--- BRIEF ---
Every line of the data that contains the string "migrations" must be copied.
• • • •
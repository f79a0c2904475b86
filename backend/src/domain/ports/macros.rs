//! Helper macro generating the port error enums.

/// Define a port error enum with `thiserror` display strings and snake_case
/// convenience constructors accepting `impl Into<_>` for each field.
macro_rules! define_port_error {
    (
        $(#[$outer:meta])*
        pub enum $name:ident {
            $(
                $(#[$variant_meta:meta])*
                $variant:ident $( { $($field:ident : $ty:ty),* $(,)? } )? => $message:expr
            ),* $(,)?
        }
    ) => {
        $(#[$outer])*
        #[derive(Debug, Clone, PartialEq, Eq, thiserror::Error)]
        pub enum $name {
            $(
                $(#[$variant_meta])*
                #[error($message)]
                $variant $( { $($field : $ty),* } )?,
            )*
        }

        ::paste::paste! {
            impl $name {
                $(
                    pub fn [<$variant:snake>]($( $($field: impl Into<$ty>),* )?) -> Self {
                        Self::$variant $( { $($field: $field.into()),* } )?
                    }
                )*
            }
        }
    };
}

pub(crate) use define_port_error;
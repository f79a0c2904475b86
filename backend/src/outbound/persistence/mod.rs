//! PostgreSQL persistence adapters using Diesel ORM.
//!
//! This module provides concrete implementations of the domain repository
//! ports backed by PostgreSQL via Diesel with async support through
//! `diesel-async` and `bb8` connection pooling.
//!
//! # Architecture
//!
//! - **Thin adapters**: Repository implementations only translate between
//!   Diesel models and domain types. No business logic resides here.
//! - **Internal models**: Diesel row structs (`models.rs`) and schema
//!   definitions (`schema.rs`) are internal implementation details, never
//!   exposed to the domain layer.
//! - **Strongly typed errors**: All database errors are mapped to the
//!   domain's port error types.
//!
//! # Example
//!
//! ```ignore
//! use backend::outbound::persistence::{DbPool, PoolConfig, DieselUserRepository};
//!
//! let pool = DbPool::new(PoolConfig::new("postgres://localhost/booking")).await?;
//! let users = DieselUserRepository::new(pool);
//! ```

mod diesel_field_repository;
mod diesel_notification_repository;
mod diesel_price_repository;
mod diesel_reservation_repository;
mod diesel_user_repository;
mod error_mapping;
pub mod migrations;
mod models;
mod pool;
mod schema;

pub use diesel_field_repository::DieselFieldRepository;
pub use diesel_notification_repository::DieselNotificationRepository;
pub use diesel_price_repository::DieselPriceRepository;
pub use diesel_reservation_repository::DieselReservationRepository;
pub use diesel_user_repository::DieselUserRepository;
pub use pool::{DbPool, PoolConfig, PoolError};
//! Backend entry-point: configuration, migrations, pool, and HTTP wiring.

use std::sync::Arc;

use actix_web::web;
use tracing::{info, warn};
use tracing_subscriber::{EnvFilter, fmt};

use backend::auth::{TokenService, secret_fingerprint};
use backend::inbound::http::health::HealthState;
use backend::inbound::http::state::HttpState;
use backend::outbound::mail::SmtpMailer;
use backend::outbound::persistence::{
    DbPool, DieselFieldRepository, DieselNotificationRepository, DieselPriceRepository,
    DieselReservationRepository, DieselUserRepository, PoolConfig, migrations,
};
use backend::server::{AppConfig, create_server};

/// Application bootstrap.
#[actix_web::main]
async fn main() -> std::io::Result<()> {
    if let Err(e) = fmt()
        .with_env_filter(
            EnvFilter::try_from_default_env().unwrap_or_else(|_| EnvFilter::new("info")),
        )
        .json()
        .try_init()
    {
        warn!(error = %e, "tracing init failed");
    }

    let config = AppConfig::from_env().map_err(std::io::Error::other)?;
    info!(
        signing_key_fingerprint = %secret_fingerprint(&config.token_secret),
        "token signing key loaded"
    );

    migrations::run_pending(&config.database_url)
        .await
        .map_err(std::io::Error::other)?;

    let pool = DbPool::new(PoolConfig::new(config.database_url.clone()))
        .await
        .map_err(std::io::Error::other)?;

    let mailer = SmtpMailer::new(&config.smtp).map_err(std::io::Error::other)?;

    let http_state = web::Data::new(HttpState {
        users: Arc::new(DieselUserRepository::new(pool.clone())),
        notifications: Arc::new(DieselNotificationRepository::new(pool.clone())),
        fields: Arc::new(DieselFieldRepository::new(pool.clone())),
        prices: Arc::new(DieselPriceRepository::new(pool.clone())),
        reservations: Arc::new(DieselReservationRepository::new(pool)),
        mailer: Arc::new(mailer),
        tokens: Arc::new(TokenService::new(&config.token_secret)),
        reset_url_base: config.reset_url_base.clone(),
    });

    let health_state = web::Data::new(HealthState::new());
    let server = create_server(health_state, http_state, config.bind_addr)?;
    info!(addr = %config.bind_addr, "listening");
    server.await
}
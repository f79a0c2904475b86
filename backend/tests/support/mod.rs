//! Shared harness for the HTTP flow suites.
//!
//! Integration tests compile as separate crates under `backend/tests/`, so
//! the app assembly lives here: the real `/api/v1` surface mounted over the
//! in-memory adapters.

use actix_web::dev::{ServiceFactory, ServiceRequest, ServiceResponse};
use actix_web::{App, web};

use backend::inbound::http::api_services;
use backend::test_support::TestBackend;

pub fn test_app(
    backend: &TestBackend,
) -> App<
    impl ServiceFactory<
        ServiceRequest,
        Config = (),
        Response = ServiceResponse,
        Error = actix_web::Error,
        InitError = (),
    > + use<>,
> {
    App::new()
        .app_data(web::Data::new(backend.state()))
        .service(web::scope("/api/v1").configure(api_services))
}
• • • •
--- SOLUTION TO THIS PROBLEM ---
pub mod migrations;
//! Backend entry-point: configuration, migrations, pool, and HTTP wiring.
    DieselReservationRepository, DieselUserRepository, PoolConfig, migrations,
    migrations::run_pending(&config.database_url)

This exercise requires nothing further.